> _WHAT THE TASK ASKS_: Beginning with the first line of the data below, set down each line exactly through the line that contains "PartialEq, Eq, Serialize, Deserialize)]".

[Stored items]
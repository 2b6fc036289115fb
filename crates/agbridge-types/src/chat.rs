use chrono::{DateTime, Utc};
use serde::{Deserialize, Serialize};

use crate::{MessageKind, SessionMessage};

#[derive(Debug, Clone, Copy, PartialEq, Eq, Serialize, Deserialize)]
#[serde(rename_all = "snake_case")]
pub enum ChatEventKind {
    System,
    /// Only produced when replaying stored history ahead of a resumed turn.
    User,
    Assistant,
    ToolUse,
    ToolResult,
    Error,
    Done,
}

/// Canonical incremental event emitted to the caller during a live turn.
#[derive(Debug, Clone, PartialEq, Serialize, Deserialize)]
#[serde(rename_all = "camelCase")]
pub struct ChatEvent {
    #[serde(rename = "type")]
    pub kind: ChatEventKind,
    pub content: Option<String>,
    #[serde(default, skip_serializing_if = "Option::is_none")]
    pub tool_name: Option<String>,
    #[serde(default, skip_serializing_if = "Option::is_none")]
    pub tool_id: Option<String>,
    #[serde(default, skip_serializing_if = "Option::is_none")]
    pub tool_input: Option<String>,
    /// Backend session id, set on the event that binds a session.
    #[serde(default, skip_serializing_if = "Option::is_none")]
    pub session_id: Option<String>,
    pub timestamp: DateTime<Utc>,
}

impl ChatEvent {
    pub fn new(kind: ChatEventKind, content: Option<String>) -> Self {
        Self {
            kind,
            content,
            tool_name: None,
            tool_id: None,
            tool_input: None,
            session_id: None,
            timestamp: Utc::now(),
        }
    }

    pub fn system(content: impl Into<String>) -> Self {
        Self::new(ChatEventKind::System, Some(content.into()))
    }

    pub fn session_started(session_id: impl Into<String>) -> Self {
        let session_id = session_id.into();
        let mut event = Self::system(format!("Session started ({})", session_id));
        event.session_id = Some(session_id);
        event
    }

    pub fn assistant(text: impl Into<String>) -> Self {
        Self::new(ChatEventKind::Assistant, Some(text.into()))
    }

    pub fn tool_use(name: impl Into<String>, id: impl Into<String>, input: Option<String>) -> Self {
        let mut event = Self::new(ChatEventKind::ToolUse, None);
        event.tool_name = Some(name.into());
        event.tool_id = Some(id.into());
        event.tool_input = input;
        event
    }

    pub fn tool_result(id: impl Into<String>, output: Option<String>) -> Self {
        let mut event = Self::new(ChatEventKind::ToolResult, output);
        event.tool_id = Some(id.into());
        event
    }

    pub fn error(message: impl Into<String>) -> Self {
        Self::new(ChatEventKind::Error, Some(message.into()))
    }

    pub fn done() -> Self {
        Self::new(ChatEventKind::Done, None)
    }

    pub fn is_terminal(&self) -> bool {
        matches!(self.kind, ChatEventKind::Done | ChatEventKind::Error)
    }
}

impl From<&SessionMessage> for ChatEvent {
    fn from(msg: &SessionMessage) -> Self {
        let kind = match msg.kind {
            MessageKind::User => ChatEventKind::User,
            MessageKind::Assistant => ChatEventKind::Assistant,
            MessageKind::System => ChatEventKind::System,
            MessageKind::ToolUse => ChatEventKind::ToolUse,
            MessageKind::ToolResult => ChatEventKind::ToolResult,
            MessageKind::Error => ChatEventKind::Error,
            MessageKind::Done => ChatEventKind::Done,
        };
        Self {
            kind,
            content: msg.content.clone(),
            tool_name: msg.tool_name.clone(),
            tool_id: msg.tool_id.clone(),
            tool_input: msg.tool_input.clone(),
            session_id: None,
            timestamp: msg.timestamp.unwrap_or_else(Utc::now),
        }
    }
}

/// Inbound control message from the caller.
#[derive(Debug, Clone, PartialEq, Serialize, Deserialize)]
#[serde(tag = "type", rename_all = "lowercase")]
pub enum ClientMessage {
    Message {
        content: String,
        #[serde(default, rename = "sessionId")]
        session_id: Option<String>,
        #[serde(default)]
        model: Option<String>,
    },
    Interrupt,
}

> _RESPONSE TO THIS TASK_:
repository 2b6fc036289115fb
filename crates/agbridge-types/src/chat.rs
use chrono::{DateTime, Utc};
use serde::{Deserialize, Serialize};

use crate::{MessageKind, SessionMessage};

#[derive(Debug, Clone, Copy, PartialEq, Eq, Serialize, Deserialize)]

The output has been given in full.